Transcribe the entries that follow, word for word.

#### Data for review

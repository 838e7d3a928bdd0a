//! Broadcaster implementation
//!
//! Serializes every "send to everyone" request through one ordered
//! channel. A single consumer task takes a registry snapshot per message
//! and enqueues it onto every participant's mailbox, so all recipients
//! see broadcasts in publish order.

use std::sync::Arc;

use tokio::sync::mpsc;
use tokio::task::JoinHandle;
use tracing::{debug, info};

use crate::error::SendError;
use crate::registry::Registry;

/// Publishing handle for the broadcaster
#[derive(Debug, Clone)]
pub struct Broadcaster {
    sender: mpsc::Sender<String>,
}

impl Broadcaster {
    /// Start the consumer task over `registry`
    ///
    /// The task runs until every `Broadcaster` clone has been dropped.
    pub fn spawn(registry: Arc<Registry>, buffer: usize) -> (Self, JoinHandle<()>) {
        let (sender, receiver) = mpsc::channel(buffer);
        let fan_out = FanOut { registry, receiver };
        (Self { sender }, tokio::spawn(fan_out.run()))
    }

    /// Queue already-formatted text for everyone currently online
    pub async fn publish(&self, text: impl Into<String>) -> Result<(), SendError> {
        self.sender
            .send(text.into())
            .await
            .map_err(|_| SendError::BroadcasterClosed)
    }
}

/// The broadcaster's consumer side
struct FanOut {
    registry: Arc<Registry>,
    receiver: mpsc::Receiver<String>,
}

impl FanOut {
    /// Run the fan-out loop
    ///
    /// Continuously receives and delivers messages until all publishers are dropped.
    async fn run(mut self) {
        info!("Broadcaster started");

        while let Some(text) = self.receiver.recv().await {
            self.fan_out(&text);
        }

        info!("Broadcaster shutting down");
    }

    fn fan_out(&self, text: &str) {
        let recipients = self.registry.snapshot();
        debug!("Broadcasting to {} participants: {}", recipients.len(), text);

        for participant in recipients {
            // A closed mailbox belongs to a session that is on its way out
            let _ = participant.send(text);
        }
    }
}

########

Answer box:
repository 838e7d3a928bdd0a
//! Broadcaster implementation
//!
//! Serializes every "send to everyone" request through one ordered
//! channel. A single consumer task takes a registry snapshot per message
//! and enqueues it onto every participant's mailbox, so all recipients
//! see broadcasts in publish order.

use std::sync::Arc;

use tokio::sync::mpsc;
use tokio::task::JoinHandle;
use tracing::{debug, info};

use crate::error::SendError;
use crate::registry::Registry;

/// Publishing handle for the broadcaster
#[derive(Debug, Clone)]
pub struct Broadcaster {
    sender: mpsc::Sender<String>,
}

impl Broadcaster {
    /// Start the consumer task over `registry`
    ///
    /// The task runs until every `Broadcaster` clone has been dropped.
    pub fn spawn(registry: Arc<Registry>, buffer: usize) -> (Self, JoinHandle<()>) {
        let (sender, receiver) = mpsc::channel(buffer);
        let fan_out = FanOut { registry, receiver };
        (Self { sender }, tokio::spawn(fan_out.run()))
    }

    /// Queue already-formatted text for everyone currently online
    pub async fn publish(&self, text: impl Into<String>) -> Result<(), SendError> {
        self.sender
            .send(text.into())
            .await
            .map_err(|_| SendError::BroadcasterClosed)
    }
}

/// The broadcaster's consumer side
struct FanOut {
    registry: Arc<Registry>,
    receiver: mpsc::Receiver<String>,
}

impl FanOut {
    /// Run the fan-out loop
    ///
    /// Continuously receives and delivers messages until all publishers are dropped.
    async fn run(mut self) {
        info!("Broadcaster started");

        while let Some(text) = self.receiver.recv().await {
            self.fan_out(&text);
        }

        info!("Broadcaster shutting down");
    }

    fn fan_out(&self, text: &str) {
        let recipients = self.registry.snapshot();
        debug!("Broadcasting to {} participants: {}", recipients.len(), text);

        for participant in recipients {
            // A closed mailbox belongs to a session that is on its way out
            let _ = participant.send(text);
        }
    }
}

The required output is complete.